> [WHAT YOU HAVE TO DO] Search the data for the word "contains". Reproduce every line where it is found.
_ _ _ _ _
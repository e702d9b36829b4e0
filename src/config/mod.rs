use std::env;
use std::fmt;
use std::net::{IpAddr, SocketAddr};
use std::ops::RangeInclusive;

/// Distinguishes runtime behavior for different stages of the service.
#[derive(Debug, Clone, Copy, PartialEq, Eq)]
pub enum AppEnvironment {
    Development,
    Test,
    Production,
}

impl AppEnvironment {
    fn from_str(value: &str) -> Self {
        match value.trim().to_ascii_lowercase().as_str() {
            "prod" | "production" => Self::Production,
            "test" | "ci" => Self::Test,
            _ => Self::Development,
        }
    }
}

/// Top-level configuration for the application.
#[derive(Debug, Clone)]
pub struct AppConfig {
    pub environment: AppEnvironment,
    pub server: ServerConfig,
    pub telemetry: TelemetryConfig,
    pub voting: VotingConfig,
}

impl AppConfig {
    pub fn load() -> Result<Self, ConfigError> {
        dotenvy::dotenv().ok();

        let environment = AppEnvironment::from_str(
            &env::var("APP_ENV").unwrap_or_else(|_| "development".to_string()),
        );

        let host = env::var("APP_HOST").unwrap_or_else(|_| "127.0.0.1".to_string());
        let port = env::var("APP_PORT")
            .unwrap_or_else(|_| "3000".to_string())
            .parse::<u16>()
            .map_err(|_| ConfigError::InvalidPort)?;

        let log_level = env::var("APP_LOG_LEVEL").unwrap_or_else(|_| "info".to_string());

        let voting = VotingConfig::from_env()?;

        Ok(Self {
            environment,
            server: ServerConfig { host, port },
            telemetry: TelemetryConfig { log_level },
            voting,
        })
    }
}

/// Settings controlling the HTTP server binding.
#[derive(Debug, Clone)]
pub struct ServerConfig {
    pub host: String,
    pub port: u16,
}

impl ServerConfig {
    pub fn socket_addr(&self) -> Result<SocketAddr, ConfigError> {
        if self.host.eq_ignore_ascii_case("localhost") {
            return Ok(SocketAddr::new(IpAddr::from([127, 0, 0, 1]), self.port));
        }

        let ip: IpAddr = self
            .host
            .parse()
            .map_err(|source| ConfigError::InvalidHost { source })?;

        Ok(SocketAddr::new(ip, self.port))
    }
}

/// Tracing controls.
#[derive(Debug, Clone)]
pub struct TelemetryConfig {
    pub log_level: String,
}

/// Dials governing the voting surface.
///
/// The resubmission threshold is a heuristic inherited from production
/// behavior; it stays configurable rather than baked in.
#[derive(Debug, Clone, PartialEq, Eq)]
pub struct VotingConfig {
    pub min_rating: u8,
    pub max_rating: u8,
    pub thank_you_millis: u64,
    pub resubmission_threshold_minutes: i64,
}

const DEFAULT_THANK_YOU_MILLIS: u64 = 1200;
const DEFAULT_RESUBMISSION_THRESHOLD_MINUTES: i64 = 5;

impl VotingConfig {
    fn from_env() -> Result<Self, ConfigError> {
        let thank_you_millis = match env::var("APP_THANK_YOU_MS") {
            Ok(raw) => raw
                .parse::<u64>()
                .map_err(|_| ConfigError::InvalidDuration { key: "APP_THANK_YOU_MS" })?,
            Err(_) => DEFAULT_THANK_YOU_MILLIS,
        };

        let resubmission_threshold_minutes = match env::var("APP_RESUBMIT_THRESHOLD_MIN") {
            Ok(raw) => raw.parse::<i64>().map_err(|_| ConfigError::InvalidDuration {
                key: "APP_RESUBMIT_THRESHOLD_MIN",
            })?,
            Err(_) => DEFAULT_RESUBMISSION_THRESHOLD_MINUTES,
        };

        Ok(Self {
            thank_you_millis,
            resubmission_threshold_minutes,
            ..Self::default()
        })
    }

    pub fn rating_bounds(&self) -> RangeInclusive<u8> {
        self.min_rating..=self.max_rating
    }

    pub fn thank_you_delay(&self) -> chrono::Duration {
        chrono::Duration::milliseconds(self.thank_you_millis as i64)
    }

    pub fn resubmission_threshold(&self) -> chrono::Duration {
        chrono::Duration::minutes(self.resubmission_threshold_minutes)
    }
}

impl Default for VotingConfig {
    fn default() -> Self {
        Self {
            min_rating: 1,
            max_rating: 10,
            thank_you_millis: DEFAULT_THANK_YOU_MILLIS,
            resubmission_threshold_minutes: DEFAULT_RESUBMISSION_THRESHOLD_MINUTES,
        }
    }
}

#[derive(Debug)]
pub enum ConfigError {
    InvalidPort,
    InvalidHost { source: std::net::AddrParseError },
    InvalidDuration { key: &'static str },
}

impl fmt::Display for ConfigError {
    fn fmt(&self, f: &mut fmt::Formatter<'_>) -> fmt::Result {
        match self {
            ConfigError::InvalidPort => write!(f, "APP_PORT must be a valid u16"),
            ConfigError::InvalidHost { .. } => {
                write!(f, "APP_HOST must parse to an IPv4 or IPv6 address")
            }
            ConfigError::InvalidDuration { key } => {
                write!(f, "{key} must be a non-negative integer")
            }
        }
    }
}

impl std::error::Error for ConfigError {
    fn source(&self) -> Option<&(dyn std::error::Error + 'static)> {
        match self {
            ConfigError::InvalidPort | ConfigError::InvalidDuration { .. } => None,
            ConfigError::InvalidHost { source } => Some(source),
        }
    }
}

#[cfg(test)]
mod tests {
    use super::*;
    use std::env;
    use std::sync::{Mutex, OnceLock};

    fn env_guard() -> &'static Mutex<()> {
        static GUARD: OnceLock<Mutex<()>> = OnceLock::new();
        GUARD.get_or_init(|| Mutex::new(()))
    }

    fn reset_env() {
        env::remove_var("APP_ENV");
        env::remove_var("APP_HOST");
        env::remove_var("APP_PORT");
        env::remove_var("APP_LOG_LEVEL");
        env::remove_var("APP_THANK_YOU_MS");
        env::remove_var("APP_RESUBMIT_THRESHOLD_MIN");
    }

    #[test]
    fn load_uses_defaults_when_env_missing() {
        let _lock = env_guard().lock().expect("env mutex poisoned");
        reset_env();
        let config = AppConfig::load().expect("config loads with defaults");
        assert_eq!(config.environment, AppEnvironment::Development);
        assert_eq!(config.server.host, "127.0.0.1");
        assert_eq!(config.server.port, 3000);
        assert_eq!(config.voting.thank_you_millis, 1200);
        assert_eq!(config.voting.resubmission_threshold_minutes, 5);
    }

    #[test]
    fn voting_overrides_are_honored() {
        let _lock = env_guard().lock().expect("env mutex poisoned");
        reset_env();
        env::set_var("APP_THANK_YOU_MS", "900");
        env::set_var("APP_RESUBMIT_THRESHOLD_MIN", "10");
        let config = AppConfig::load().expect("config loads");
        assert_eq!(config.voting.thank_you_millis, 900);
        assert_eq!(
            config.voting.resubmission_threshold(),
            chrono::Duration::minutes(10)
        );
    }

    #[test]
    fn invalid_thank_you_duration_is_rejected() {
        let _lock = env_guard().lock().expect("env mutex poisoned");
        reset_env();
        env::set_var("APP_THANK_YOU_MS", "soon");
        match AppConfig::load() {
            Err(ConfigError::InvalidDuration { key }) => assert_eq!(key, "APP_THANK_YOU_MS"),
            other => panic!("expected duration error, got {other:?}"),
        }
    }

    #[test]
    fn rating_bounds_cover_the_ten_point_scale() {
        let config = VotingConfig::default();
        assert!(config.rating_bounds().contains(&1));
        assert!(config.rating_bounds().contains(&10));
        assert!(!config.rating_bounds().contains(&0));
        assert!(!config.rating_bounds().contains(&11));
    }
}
_ _ _ _ _
> [OUTPUT OF THE EXERCISE]
        assert!(config.rating_bounds().contains(&1));
        assert!(config.rating_bounds().contains(&10));
        assert!(!config.rating_bounds().contains(&0));
        assert!(!config.rating_bounds().contains(&11));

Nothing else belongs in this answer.